RT: @Twitter: "We're Rich." #IPO

10.4_TwitterIPO

In his latest movie, Ashton Kutcher plays Apple billionaire Steve Jobs. Some time before Thanksgiving, thanks to Twitter, he'll be a high tech multimillionaire in his own right. Richard Branson, the billionaire aviator and space-travel pioneer, will also be adding a few more millions to his net worth thanks to taking an early slice of Twitter when it was in need of cash.

As the market awaits Twitter's IPO, scheduled to take place before November 28, the 140-character social network is about to make a whole host of early investors - both known and unknown - very rich or even more comfortably well off.

Many of the names of the lucky few overnight-Rockefellers are not known, thanks to the Jobs Act, which lets the company keep them secret. But as Twitter has handed out stock options like confetti as it made its way from edgy startup to nudge Facebook as the world's favorite social network, dozens of people are going to find themselves headed for Forbes' rich list.
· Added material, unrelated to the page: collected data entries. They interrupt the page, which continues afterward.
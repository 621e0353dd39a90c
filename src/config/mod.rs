//! Configuration management subsystem.
//!
//! # Data Flow
//! ```text
//! config file (TOML)
//!     → loader.rs (parse & deserialize)
//!     → validation.rs (semantic checks)
//!     → AppConfig (validated, immutable)
//!     → handed to HttpServer at startup
//! ```
//!
//! # Design Decisions
//! - Config is immutable once loaded
//! - All fields have defaults to allow minimal configs
//! - Validation separates syntactic (serde) from semantic checks

pub mod loader;
pub mod schema;
pub mod validation;

pub use loader::{load_config, ConfigError};
pub use schema::AppConfig;
pub use schema::{LimitsConfig, ListenerConfig, ObservabilityConfig, TimeoutConfig};
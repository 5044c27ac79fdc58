//! Stdio MCP server

use crate::error::{CliError, CliResult};
use crate::exit_codes::{EXIT_ERROR, EXIT_SUCCESS, EXIT_WARNING};
use code_analysis::{Config, McpServer};
use rmcp::serve_server;
use rmcp::transport::io::stdio;
use tokio_util::sync::CancellationToken;

/// Build a server from layered configuration
pub fn build_server() -> CliResult<McpServer> {
    McpServer::new(Config::new()).map_err(CliError::critical)
}

/// Serve MCP over stdin/stdout until the client disconnects or Ctrl-C
pub async fn run_server() -> i32 {
    let server = match build_server() {
        Ok(server) => server,
        Err(e) => {
            tracing::error!("Failed to create MCP server: {}", e.full_chain());
            return EXIT_ERROR;
        }
    };

    let ct = CancellationToken::new();
    let ct_clone = ct.clone();

    tokio::spawn(async move {
        match tokio::signal::ctrl_c().await {
            Ok(()) => {
                tracing::info!("Shutdown signal received");
                ct_clone.cancel();
            }
            Err(e) => tracing::warn!("Failed to listen for ctrl+c: {}", e),
        }
    });

    let running = match serve_server(server, stdio()).await {
        Ok(running) => running,
        Err(e) => {
            tracing::error!("MCP server error: {}", e);
            return EXIT_WARNING;
        }
    };
    tracing::info!("MCP server started");

    tokio::select! {
        _ = ct.cancelled() => {
            tracing::info!("MCP server cancelled");
            EXIT_SUCCESS
        }
        quit = running.waiting() => match quit {
            Ok(reason) => {
                tracing::info!("MCP server exited: {:?}", reason);
                EXIT_SUCCESS
            }
            Err(e) => {
                tracing::error!("MCP server task failed: {}", e);
                EXIT_WARNING
            }
        },
    }
}
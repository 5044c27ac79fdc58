//! Command-line front end for the code-analysis review server
//!
//! The binary serves MCP over stdio and offers local commands to list,
//! describe, run and prompt the review tools.

pub mod cli;
pub mod completions;
pub mod describe;
pub mod error;
pub mod exit_codes;
pub mod list;
pub mod logging;
pub mod prompt;
pub mod run;
pub mod serve;
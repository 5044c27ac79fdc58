//! Full tool descriptions, as served from the description resources

use crate::error::CliResult;
use crate::serve::build_server;

/// Full description of a tool, or the unknown-tool sentinel
pub fn describe(tool: &str) -> CliResult<String> {
    let server = build_server()?;
    Ok(server.describe(tool).into_owned())
}

/// Print a tool's full description
pub fn run_describe_command(tool: &str) -> CliResult<()> {
    println!("{}", describe(tool)?);
    Ok(())
}
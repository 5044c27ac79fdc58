use clap::{Parser, Subcommand, ValueEnum};
use is_terminal::IsTerminal;
use std::io;

#[derive(ValueEnum, Clone, Copy, Debug, PartialEq, Eq)]
pub enum OutputFormat {
    Table,
    Json,
    Yaml,
}

#[derive(Parser, Debug)]
#[command(name = "code-analysis")]
#[command(version)]
#[command(about = "An MCP server offering code review tools with progressive disclosure")]
#[command(long_about = "
code-analysis is an MCP (Model Context Protocol) server that hands AI agents
review instructions together with the code to review. Tool listings carry
one-line summaries; full descriptions are served as resources on demand.

Example usage:
  code-analysis serve                              # Run as MCP server
  code-analysis list                               # Show the tool listing
  code-analysis run review_names src/main.rs       # Run a tool locally
  code-analysis completion bash > ~/.bashrc.d/code-analysis
")]
pub struct Cli {
    #[command(subcommand)]
    pub command: Option<Commands>,

    /// Enable verbose logging
    #[arg(short, long)]
    pub verbose: bool,

    /// Enable debug logging
    #[arg(short, long)]
    pub debug: bool,

    /// Suppress all output except errors
    #[arg(short, long)]
    pub quiet: bool,
}

#[derive(Subcommand, Debug)]
pub enum Commands {
    /// Run as MCP server over stdio
    #[command(long_about = "
Runs code-analysis as an MCP server on stdin/stdout until the client closes
the connection or Ctrl-C is pressed. Logs go to ~/.code-analysis/mcp.log
when stdin is not a terminal, since stdout carries protocol messages.

Example:
  code-analysis serve
  # Or configure it in your agent's MCP settings
")]
    Serve,
    /// List the available tools
    #[command(long_about = "
Lists the tools exactly as MCP clients see them: name, one-line description
and argument. Use --full to show the full descriptions instead.

Output formats:
  table  - Formatted table (default)
  json   - JSON output for scripting
  yaml   - YAML output for scripting

Examples:
  code-analysis list
  code-analysis list --format json
  code-analysis list --full
")]
    List {
        /// Output format
        #[arg(long, value_enum, default_value = "table")]
        format: OutputFormat,

        /// Show full descriptions instead of minimal ones
        #[arg(long)]
        full: bool,
    },
    /// Print the full description of a tool
    Describe {
        /// Tool name, e.g. review_comments
        tool: String,
    },
    /// Run a tool locally and print its response
    #[command(long_about = "
Runs one tool the same way an MCP client would and prints the composed
response. The path is a file for the review_* tools and a directory for
draw_gridmat.

Examples:
  code-analysis run review_comments src/lib.rs
  code-analysis run draw_gridmat .
")]
    Run {
        /// Tool name
        tool: String,
        /// File or directory to pass to the tool
        path: String,
    },
    /// Render a prompt without reading any files
    Prompt {
        /// Prompt name, e.g. prompt_review_names
        name: String,
        /// Path substituted into the prompt
        path: String,
    },
    /// Generate shell completion scripts
    #[command(long_about = "
Generates shell completion scripts for various shells.

Examples:
  # Bash (add to ~/.bashrc or ~/.bash_profile)
  code-analysis completion bash > ~/.local/share/bash-completion/completions/code-analysis

  # Zsh (add to ~/.zshrc or a file in fpath)
  code-analysis completion zsh > ~/.zfunc/_code-analysis

  # Fish
  code-analysis completion fish > ~/.config/fish/completions/code-analysis.fish

  # PowerShell
  code-analysis completion powershell >> $PROFILE
")]
    Completion {
        /// Shell to generate completion for
        #[arg(value_enum)]
        shell: clap_complete::Shell,
    },
}

impl Cli {
    pub fn parse_args() -> Self {
        Self::parse()
    }

    pub fn try_parse_from_args<I, T>(args: I) -> Result<Self, clap::Error>
    where
        I: IntoIterator<Item = T>,
        T: Into<std::ffi::OsString> + Clone,
    {
        <Self as Parser>::try_parse_from(args)
    }

    pub fn is_tty() -> bool {
        io::stdout().is_terminal()
    }

    pub fn should_use_color() -> bool {
        Self::is_tty() && std::env::var("NO_COLOR").is_err()
    }
}
//! Model Context Protocol (MCP) server support
//!
//! This module serves the review tools, their prompts and the full-description
//! resources over MCP. The tool listing goes through a [`DisclosureGate`], so
//! agents see one-line summaries until they ask for more.

pub mod disclosure;
pub mod error_handling;
pub mod prompts;
pub mod resources;
pub mod server;
pub mod tool_registry;
pub mod tools;
pub mod types;

#[cfg(test)]
mod tests;

pub use disclosure::DisclosureGate;
pub use prompts::{PromptDefinition, PromptRegistry};
pub use resources::DescriptionResources;
pub use server::McpServer;
pub use tool_registry::{response_text, McpTool, ToolContext, ToolProvider, ToolRegistry};
pub use tools::register_review_tools;
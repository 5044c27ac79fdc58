//! Request types for MCP operations

use serde::Deserialize;

/// Arguments of the single-file review tools and prompts
#[derive(Debug, Clone, Deserialize, schemars::JsonSchema)]
pub struct FileArgs {
    /// Path to the file to review
    pub filepath: String,
}

/// Arguments of the directory diagram tool and prompt
#[derive(Debug, Clone, Deserialize, schemars::JsonSchema)]
pub struct DirectoryArgs {
    /// Path to the directory to diagram
    pub directory: String,
}

/// JSON schema of an argument type, as exposed in tool listings
pub fn schema_of<T: schemars::JsonSchema>() -> serde_json::Value {
    serde_json::to_value(schemars::schema_for!(T)).unwrap_or_else(|e| {
        tracing::warn!("Failed to serialize argument schema: {}", e);
        serde_json::json!({ "type": "object" })
    })
}
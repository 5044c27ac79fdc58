//! Instruction catalog for the review tools
//!
//! Every tool has three pieces of static text: a one-line minimal description
//! shown in the tool listing, a full description served on demand as a
//! resource, and the instruction template appended to tool and prompt output.
//! The text lives in Markdown files next to this module and is embedded at
//! compile time.
//!
//! Lookups are exact, case-sensitive key matches. The catalog is built once and
//! never mutated, so it can be shared freely between requests.

use indexmap::IndexMap;
use std::borrow::Cow;
use std::sync::OnceLock;

/// Tool name for comment review
pub const REVIEW_COMMENTS: &str = "review_comments";
/// Tool name for naming review
pub const REVIEW_NAMES: &str = "review_names";
/// Tool name for cohesion review
pub const REVIEW_COHESION: &str = "review_cohesion";
/// Tool name for performance review
pub const REVIEW_PERFORMANCE: &str = "review_performance";
/// Tool name for test coverage review
pub const REVIEW_TEST_COVERAGE: &str = "review_test_coverage";
/// Tool name for the execution-path diagram
pub const DRAW_GRIDMAT: &str = "draw_gridmat";

/// What a tool reads before composing its response
#[derive(Debug, Clone, Copy, PartialEq, Eq)]
pub enum ContentSource {
    /// The full text of a single file
    File,
    /// An indented listing of a directory tree
    Directory,
}

impl ContentSource {
    /// Name of the path argument tools and prompts of this kind accept
    pub fn argument_name(self) -> &'static str {
        match self {
            ContentSource::File => "filepath",
            ContentSource::Directory => "directory",
        }
    }
}

/// Static catalog data for one tool
#[derive(Debug, Clone, Copy, PartialEq, Eq)]
pub struct CatalogEntry {
    /// Tool name, unique within the catalog
    pub name: &'static str,
    /// Whether the tool reads a file or lists a directory
    pub source: ContentSource,
    /// Description the tool registers itself with
    pub summary: &'static str,
    /// One-line summary for the tool listing
    pub minimal_description: &'static str,
    /// Detailed description served through the description resource
    pub full_description: &'static str,
    /// Review instructions forwarded verbatim to the agent
    pub instructions: &'static str,
}

/// Sentinel returned when a description is requested for an unknown tool
pub fn unknown_tool_message(name: &str) -> String {
    format!("Unknown tool: {name}")
}

/// Immutable mapping from tool name to catalog entry
///
/// Iteration follows insertion order, which is also the order tools get
/// registered in.
#[derive(Debug, Clone, Default)]
pub struct InstructionCatalog {
    entries: IndexMap<&'static str, CatalogEntry>,
}

impl InstructionCatalog {
    /// Build a catalog from entries; a later entry replaces an earlier one of the same name
    pub fn new(entries: impl IntoIterator<Item = CatalogEntry>) -> Self {
        Self {
            entries: entries
                .into_iter()
                .map(|entry| (entry.name, entry))
                .collect(),
        }
    }

    /// The six built-in review tools
    pub fn builtin() -> Self {
        Self::new([
            CatalogEntry {
                name: REVIEW_COMMENTS,
                source: ContentSource::File,
                summary: "Read a source file and return its contents with instructions to identify superfluous and misleading comments.",
                minimal_description: "Find superfluous and inaccurate comments",
                full_description: include_str!("descriptions/review_comments.md").trim_end(),
                instructions: include_str!("instructions/review_comments.md"),
            },
            CatalogEntry {
                name: REVIEW_NAMES,
                source: ContentSource::File,
                summary: "Read a source file and return its contents with instructions to identify unclear, mismatched, or shadowed names.",
                minimal_description: "Find unclear, mismatched, or shadowed names",
                full_description: include_str!("descriptions/review_names.md").trim_end(),
                instructions: include_str!("instructions/review_names.md"),
            },
            CatalogEntry {
                name: REVIEW_COHESION,
                source: ContentSource::File,
                summary: "Read a source file and return its contents with instructions to identify scattered related logic that should be colocated.",
                minimal_description: "Find scattered logic that should be colocated",
                full_description: include_str!("descriptions/review_cohesion.md").trim_end(),
                instructions: include_str!("instructions/review_cohesion.md"),
            },
            CatalogEntry {
                name: REVIEW_PERFORMANCE,
                source: ContentSource::File,
                summary: "Read a source file and return its contents with instructions to identify unnecessary computation and inefficient algorithms.",
                minimal_description: "Find inefficient algorithms and unnecessary work",
                full_description: include_str!("descriptions/review_performance.md").trim_end(),
                instructions: include_str!("instructions/review_performance.md"),
            },
            CatalogEntry {
                name: REVIEW_TEST_COVERAGE,
                source: ContentSource::File,
                summary: "Read a source file and return its contents with instructions to identify untested code paths and suggest missing tests.",
                minimal_description: "Find untested code paths and suggest tests",
                full_description: include_str!("descriptions/review_test_coverage.md")
                    .trim_end(),
                instructions: include_str!("instructions/review_test_coverage.md"),
            },
            CatalogEntry {
                name: DRAW_GRIDMAT,
                source: ContentSource::Directory,
                summary: "List a directory's file structure and return it with instructions to draw an ASCII execution-path diagram with emoji-coded entry points.",
                minimal_description: "Draw ASCII execution-path diagram of a directory",
                full_description: include_str!("descriptions/draw_gridmat.md").trim_end(),
                instructions: include_str!("instructions/draw_gridmat.md"),
            },
        ])
    }

    /// Process-wide built-in catalog, built on first use
    pub fn global() -> &'static Self {
        static CATALOG: OnceLock<InstructionCatalog> = OnceLock::new();
        CATALOG.get_or_init(Self::builtin)
    }

    /// Look up an entry by exact tool name
    pub fn get(&self, name: &str) -> Option<&CatalogEntry> {
        self.entries.get(name)
    }

    /// Check whether a tool name is in the catalog
    pub fn contains(&self, name: &str) -> bool {
        self.entries.contains_key(name)
    }

    /// Minimal description for a catalogued tool
    pub fn minimal_description(&self, name: &str) -> Option<&'static str> {
        self.get(name).map(|entry| entry.minimal_description)
    }

    /// Minimal description, or `fallback` for tools the catalog does not know
    pub fn minimal_description_or<'a>(&self, name: &str, fallback: &'a str) -> &'a str {
        self.minimal_description(name).unwrap_or(fallback)
    }

    /// Full description, or the `Unknown tool: {name}` sentinel
    ///
    /// Never fails: description lookups are documentation, not a critical path.
    pub fn full_description(&self, name: &str) -> Cow<'static, str> {
        match self.get(name) {
            Some(entry) => Cow::Borrowed(entry.full_description),
            None => Cow::Owned(unknown_tool_message(name)),
        }
    }

    /// Instruction template for a catalogued tool
    pub fn instructions(&self, name: &str) -> Option<&'static str> {
        self.get(name).map(|entry| entry.instructions)
    }

    /// Entries in insertion order
    pub fn entries(&self) -> impl Iterator<Item = &CatalogEntry> {
        self.entries.values()
    }

    /// Tool names in insertion order
    pub fn names(&self) -> impl Iterator<Item = &'static str> + '_ {
        self.entries.keys().copied()
    }

    /// Number of catalogued tools
    pub fn len(&self) -> usize {
        self.entries.len()
    }

    /// Check if the catalog is empty
    pub fn is_empty(&self) -> bool {
        self.entries.is_empty()
    }
}
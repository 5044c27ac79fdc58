//! Content loading for review tools
//!
//! Two read-only views of the filesystem: the full text of a file, and an
//! indented outline of a directory tree. Nothing here caches or keeps state
//! between calls; every invocation reads the filesystem afresh.

use crate::error::{CodeAnalysisError, Result};
use std::cmp::Ordering;
use std::fmt;
use std::path::Path;
use walkdir::{DirEntry, WalkDir};

/// Indentation added per nesting level in directory outlines
pub const INDENT: &str = "  ";

/// Marker prefix for hidden entries
const HIDDEN_PREFIX: char = '.';

/// Read the full text of a file
///
/// No size limit is applied here.
pub fn read_file(path: impl AsRef<Path>) -> Result<String> {
    let path = path.as_ref();
    std::fs::read_to_string(path).map_err(|e| CodeAnalysisError::io(path, e))
}

/// One line of a directory outline
#[derive(Debug, Clone, PartialEq, Eq)]
pub struct DirectoryEntry {
    /// Final path segment of the entry
    pub name: String,
    /// Whether the entry is a directory
    pub is_dir: bool,
    /// Nesting depth below the listing root; the root itself is depth 0
    pub depth: usize,
}

impl fmt::Display for DirectoryEntry {
    fn fmt(&self, f: &mut fmt::Formatter<'_>) -> fmt::Result {
        write!(f, "{}{}", INDENT.repeat(self.depth), self.name)?;
        if self.is_dir {
            write!(f, "/")?;
        }
        Ok(())
    }
}

/// Options controlling which entries a listing skips
#[derive(Debug, Clone, Default)]
pub struct ListingOptions {
    /// Directory names that are neither printed nor descended into
    pub excluded_directories: Vec<String>,
}

impl ListingOptions {
    /// Options skipping the given directory names
    pub fn new(excluded_directories: Vec<String>) -> Self {
        Self {
            excluded_directories,
        }
    }

    fn is_visible(&self, entry: &DirEntry) -> bool {
        let name = entry.file_name().to_string_lossy();
        if name.starts_with(HIDDEN_PREFIX) {
            return false;
        }
        // Links to directories are neither followed nor listed
        if entry.path_is_symlink() && entry.path().is_dir() {
            return false;
        }
        !(entry.file_type().is_dir()
            && self
                .excluded_directories
                .iter()
                .any(|excluded| excluded.as_str() == name))
    }
}

/// Outline name of an entry; the root keeps no trailing separator
fn outline_name(name: &str, depth: usize) -> String {
    if depth == 0 {
        name.trim_end_matches(std::path::is_separator).to_string()
    } else {
        name.to_string()
    }
}

/// Files sort before directories; each group is ordered by name
fn files_then_directories(a: &DirEntry, b: &DirEntry) -> Ordering {
    a.file_type()
        .is_dir()
        .cmp(&b.file_type().is_dir())
        .then_with(|| a.file_name().cmp(b.file_name()))
}

/// Enumerate a directory tree as outline entries
///
/// The root comes first at depth 0. Inside every directory its files are
/// listed first, then each subdirectory is descended into, both groups in
/// lexicographic order. Hidden entries and excluded directories are pruned
/// before descending. Symbolic links are not followed, and links to
/// directories are left out of the outline.
///
/// Fails when the root is missing, unreadable, or not a directory.
/// Unreadable descendants are skipped with a warning.
pub fn list_directory(
    root: impl AsRef<Path>,
    options: &ListingOptions,
) -> Result<Vec<DirectoryEntry>> {
    let root = root.as_ref();
    let metadata = std::fs::metadata(root).map_err(|e| CodeAnalysisError::io(root, e))?;
    if !metadata.is_dir() {
        return Err(CodeAnalysisError::NotADirectory(root.to_path_buf()));
    }

    let walker = WalkDir::new(root)
        .sort_by(files_then_directories)
        .into_iter()
        .filter_entry(|entry| entry.depth() == 0 || options.is_visible(entry));

    let mut entries = Vec::new();
    for item in walker {
        match item {
            Ok(entry) => entries.push(DirectoryEntry {
                name: outline_name(&entry.file_name().to_string_lossy(), entry.depth()),
                is_dir: entry.file_type().is_dir(),
                depth: entry.depth(),
            }),
            Err(e) if e.depth() == 0 => {
                return Err(CodeAnalysisError::io(root, e.into()));
            }
            Err(e) => {
                tracing::warn!("Skipping unreadable entry under {}: {}", root.display(), e);
            }
        }
    }

    Ok(entries)
}

/// Render outline entries one per line
pub fn render_listing(entries: &[DirectoryEntry]) -> String {
    entries
        .iter()
        .map(ToString::to_string)
        .collect::<Vec<_>>()
        .join("\n")
}

/// List and render a directory tree in one step
pub fn directory_tree(root: impl AsRef<Path>, options: &ListingOptions) -> Result<String> {
    list_directory(root, options).map(|entries| render_listing(&entries))
}
use crate::cli::Cli;
use anyhow::Result;
use clap::CommandFactory;
use clap_complete::Shell;
use std::io::{self, Write};

/// Binary name used in generated scripts
pub const BIN_NAME: &str = "code-analysis";

/// Write a shell completion script
pub fn write_completion<W: Write>(shell: Shell, out: &mut W) -> Result<()> {
    let mut cmd = Cli::command();
    clap_complete::generate(shell, &mut cmd, BIN_NAME, out);
    Ok(())
}

/// Print shell completion script to stdout
pub fn print_completion(shell: Shell) -> Result<()> {
    write_completion(shell, &mut io::stdout())
}
//! Unified error handling for the code-analysis library
//!
//! Every fallible operation in the crate returns [`Result`]. Errors are
//! converted to protocol errors only at the MCP boundary, see
//! [`crate::mcp::error_handling`].

use crate::config::ConfigError;
use std::io;
use std::path::{Path, PathBuf};
use thiserror::Error;

/// The main error type for the code-analysis library
#[derive(Debug, Error)]
#[non_exhaustive]
pub enum CodeAnalysisError {
    /// Reading a path from the filesystem failed
    #[error("Failed to read '{}': {source}", path.display())]
    Io {
        /// The path that could not be read
        path: PathBuf,
        /// Underlying I/O error
        #[source]
        source: io::Error,
    },

    /// A directory listing was requested for something that is not a directory
    #[error("Not a directory: {}", .0.display())]
    NotADirectory(PathBuf),

    /// Tool or prompt arguments were missing or malformed
    #[error("Invalid arguments: {0}")]
    InvalidArguments(String),

    /// No tool is registered under this name
    #[error("Unknown tool: {0}")]
    ToolNotFound(String),

    /// No prompt is registered under this name
    #[error("Prompt not found: {0}")]
    PromptNotFound(String),

    /// Template parsing or rendering failed
    #[error("Template error: {0}")]
    Template(String),

    /// Invalid configuration
    #[error(transparent)]
    Config(#[from] ConfigError),
}

impl CodeAnalysisError {
    /// Wrap an I/O error with the path it occurred on
    pub fn io(path: impl AsRef<Path>, source: io::Error) -> Self {
        Self::Io {
            path: path.as_ref().to_path_buf(),
            source,
        }
    }

    /// True when the error means the requested path does not exist
    pub fn is_not_found(&self) -> bool {
        matches!(self, Self::Io { source, .. } if source.kind() == io::ErrorKind::NotFound)
    }
}

/// Result type alias
pub type Result<T> = std::result::Result<T, CodeAnalysisError>;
Some reports suggest Twitter is offering employees stock valued at $17 per share. If the IPO stock price is set at $28 to $30, as expected, Twitter could be worth around $1.5 billion.

On its way to the top, the San Francisco-based Twitter used the promise of stock options to lure employees from other tech companies, adding up to a reported total of 620 million shares. Giving workers a stake became so common that in 2011, Twitter hired a full-time executive to keep track of all the options being handed out.

Among those the IPO will make super wealthy are of course co-founders Jack Dorsey, Ev Williams, and Biz Stone as well as CEO Dick Costolo. There are also early investors like Fred Wilson, of Union Square Ventures. The one percent that Charles River Ventures bought during the company's initial round of funding is expected to now be worth $15 billion.

Others are not so obvious. Twitter has acquired 31 different technology startups, starting with the team of five engineers who sold the search engine tool Summize to the company in July 2008 for $15 million in cash and stock. Those who criticized them for selling out to Twitter, which at the time was having tech problems, are looking pretty silly now. That is, if the original five have held onto their stocks.

Others sitting pretty include Elad Gil and Othman Laraki, who sold their geolocation service Mixer Labs to Twitter in 2009 for $5.17 million in stock, and Iain Dodsworth, whose TweetDeck app was bought in 2011 for $40 million in cash and stock.

Twitter went on to buy 23 more companies before applying for an IPO on September 12. Twitter kept the exact terms of the deals secret, but it is likely that dozens of software engineers and designers will wake up as millionaires the morning after the float.

Twitter's most recent purchase – of MoPub for a rumored $350 million in stock – was its biggest deal to date, which will make MoPub CEO Jim Payne one of the biggest winners in the IPO bonanza.

Twitter has raised more than $700 million since it launched, including $200 million invested by Kleiner Perkins Caufield & Byers in 2010, when Twitter was already valued at more than $3 billion.

Then there are the bold-faced names. According to Bloomberg, Branson, the founder of Virgin Group, clambered aboard the Twitter train on October 22, 2008 and has since acquired a stake in the company. Kutcher, the first Twitter user to exceed 1 million followers, back in 2009, also invested early.

Of course, the Twitter gold rush assumes the IPO is a success. Technology companies have not always lived up to their glittering promise.

Social gaming company Zynga has fallen 62 percent since its 2011 IPO, and Groupon is down more than 40 percent. The Facebook IPO was widely considered a disaster and has bounced back only recently.

Twitter is doing what it can to increase its odds. Part of that has to do with keeping the details of the IPO a secret, which is in stark contrast to Facebook's public road tour to generate hype for its May 2012 offering. Twitter is also expected to debut on the New York Stock Exchange (Facebook went with NASDAQ) and is using Goldman Sachs as the lead banker (Facebook chose Morgan Stanley). Other banks also thought to be retained by Twitter include Morgan Stanley, JPMorgan, Deutsche Bank, Bank of America Merrill Lynch, Allen & Co. and Code Advisors.

To find out exactly how well the launch goes, you could do worse than follow @richardbranson (3,536,212 followers at the last count) and @aplusk (Ashton Kutcher, 15,039,575 followers and counting).

The best stories, however, will be in the small guys who hit it big. When Facebook went public, David Choe, who was paid in stock to paint the walls of the company's first offices, saw his net worth jump to $144.2 million – and earned himself a character in Aaron Sorkin and David Fincher's The Social Network.